Sometime in the 1890s Philip Van Patten reemerged as a prominent architect in Hot Springs, Arkansas.

Van Patten died on September 20, 1918, in Hot Springs. Only the Little Rock Sentinel-Record newspaper noted his passing, with a one paragraph obituary eulogizing Philip Van Patten as "one of the leading architects of the city," an "early settler" of Hot Springs and an active member of the Knights of Pythias. He was 66 years old at the time of his death.

==Works==
- "Workingmen’s Party of the United States: Address of the Executive. With Conrad Pfeiffer. The Labor Standard [New York], vol. 1, no. 21 (Sept. 2, 1876), pg. 1.
- "Report of Proceedings of the Executive Committee of the Workingmen’s Party of the US: Chicago — August 6, 8, 11, 18, 1876." The Labor Standard [New York], vol. 1, no. 21 (Sept. 2, 1876), pg. 4.
- "Workingmen’s Party of the United States: To the Workingmen of All Countries." With Conrad Pfeiffer. The Labor Standard [New York], vol. 1, no. 23 (Sept. 16, 1876), pg. 1.
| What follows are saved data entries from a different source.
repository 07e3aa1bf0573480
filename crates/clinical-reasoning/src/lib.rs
pub mod config;
pub mod engine;
pub mod error;
pub mod telemetry;
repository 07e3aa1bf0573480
use std::sync::Arc;

use clinical_reasoning::engine::{
    intake, ClinicalReasoningEngine, FollowUpAnswer, FollowUpResponse, KnowledgeBase,
    OverallUrgency, PatientContext, RedFlagSeverity, SymptomInput, MAX_FOLLOW_UPS,
};
use serde_json::json;

fn engine() -> ClinicalReasoningEngine {
    let knowledge = KnowledgeBase::builtin().expect("builtin knowledge base validates");
    ClinicalReasoningEngine::new(Arc::new(knowledge))
}

fn intake_from(payload: serde_json::Value) -> Vec<SymptomInput> {
    serde_json::from_value(payload).expect("symptom records deserialize")
}

#[test]
fn chest_pain_intake_escalates_to_emergency() {
    let engine = engine();
    let inputs = intake_from(json!([
        { "name": "Chest Pain", "severity": 5, "duration": { "value": 1, "unit": "hours" },
          "progression": "worsening", "onset": "sudden" },
        { "name": "Shortness of Breath", "severity": 4, "duration": { "value": 1, "unit": "hours" },
          "progression": "worsening", "onset": "sudden" }
    ]));

    let assessment = engine.assess_inputs(inputs, None);

    assert_eq!(assessment.overall_urgency, OverallUrgency::Emergency);
    assert!(assessment.requires_emergency_call());
    assert!(assessment
        .red_flag_alerts
        .iter()
        .any(|alert| alert.severity == RedFlagSeverity::Critical && alert.pattern_id == "cardiac"));
    assert_eq!(
        assessment.top_condition().map(|condition| condition.id.as_str()),
        Some("heart_attack")
    );
    assert!(assessment.follow_up_questions.len() <= MAX_FOLLOW_UPS);
    assert_eq!(
        assessment.follow_up_questions.first().map(|q| q.id.as_str()),
        Some("chest_pain_radiation")
    );
}

#[test]
fn mild_cold_intake_recommends_self_care() {
    let engine = engine();
    let inputs = intake_from(json!([
        { "name": "Runny Nose", "severity": 2, "duration": { "value": 3, "unit": "days" } },
        { "name": "Sore Throat", "severity": 2, "duration": { "value": 3, "unit": "days" } },
        { "name": "Sneezing", "severity": 1, "duration": { "value": 3, "unit": "days" } }
    ]));

    let assessment = engine.assess_inputs(inputs, None);

    assert!(assessment.red_flag_alerts.is_empty());
    assert_eq!(assessment.overall_urgency, OverallUrgency::SelfCare);
    let top = assessment.top_condition().expect("cold is ranked");
    assert_eq!(top.name, "Common Cold");
    assert!(top.confidence > 50 && top.confidence <= 95);
    assert!(!top.description.is_empty());
    assert!(!top.differential_factors.is_empty());
}

#[test]
fn meningitis_triad_escalates_to_emergency() {
    let engine = engine();
    let inputs = intake_from(json!([
        { "name": "Severe Headache", "severity": 5, "onset": "sudden", "progression": "worsening" },
        { "name": "Stiff Neck", "severity": 4 },
        { "name": "Fever", "severity": 4 }
    ]));

    let assessment = engine.assess_inputs(inputs, None);

    assert_eq!(assessment.overall_urgency, OverallUrgency::Emergency);
    let alert = assessment
        .red_flag_alerts
        .iter()
        .find(|alert| alert.pattern_id == "meningitis")
        .expect("meningitis pattern fires");
    assert_eq!(alert.matched_symptoms.len(), 3);
}

#[test]
fn answers_in_context_do_not_change_results() {
    let engine = engine();
    let symptoms = intake::sanitize(intake_from(json!([
        { "name": "Chest Pain", "severity": 3 },
        { "name": "Heartburn", "severity": 3 }
    ])));
    let context = PatientContext {
        age: Some(54),
        history: vec!["hypertension".to_string()],
        answers: vec![FollowUpResponse {
            question_id: "chest_pain_radiation".to_string(),
            answer: FollowUpAnswer::YesNo(true),
        }],
        ..PatientContext::default()
    };
    let timestamp = chrono::DateTime::parse_from_rfc3339("2025-06-01T12:00:00Z")
        .expect("valid timestamp")
        .with_timezone(&chrono::Utc);

    let without = engine.assess_at(&symptoms, None, timestamp);
    let with = engine.assess_at(&symptoms, Some(&context), timestamp);

    assert_eq!(without, with);
}

#[test]
fn assessment_serializes_kebab_case_urgency() {
    let engine = engine();
    let assessment = engine.assess_inputs(intake_from(json!([{ "name": "Painful urination" }])), None);
    let value = serde_json::to_value(&assessment).expect("assessment serializes");

    assert_eq!(value["overall_urgency"], "schedule-visit");
    assert_eq!(value["possible_conditions"][0]["urgency"], "soon");
    assert_eq!(value["follow_up_questions"][0]["type"], "yes_no");
}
- "Report of the NEC to the 2nd National Convention of the Socialist Labor Party of America: Allegheny City, Pennsylvania — Dec. 26, 1879," Published in Proceedings of the National Convention of the Socialistic Labor Party Held at Turner Hall, Allegheny City, Pennsylvania, Commencing Dec. 26th, 1879. Detroit: National Executive Committee of the Socialistic Labor Party, 1880; pp. 5–17.
- "The National Executive Committee to All Members and Friends of the Party," Bulletin of the Social Labor Movement," vol. 1, no. 14 (Dec. 1880-Jan. 1881), pg. 1.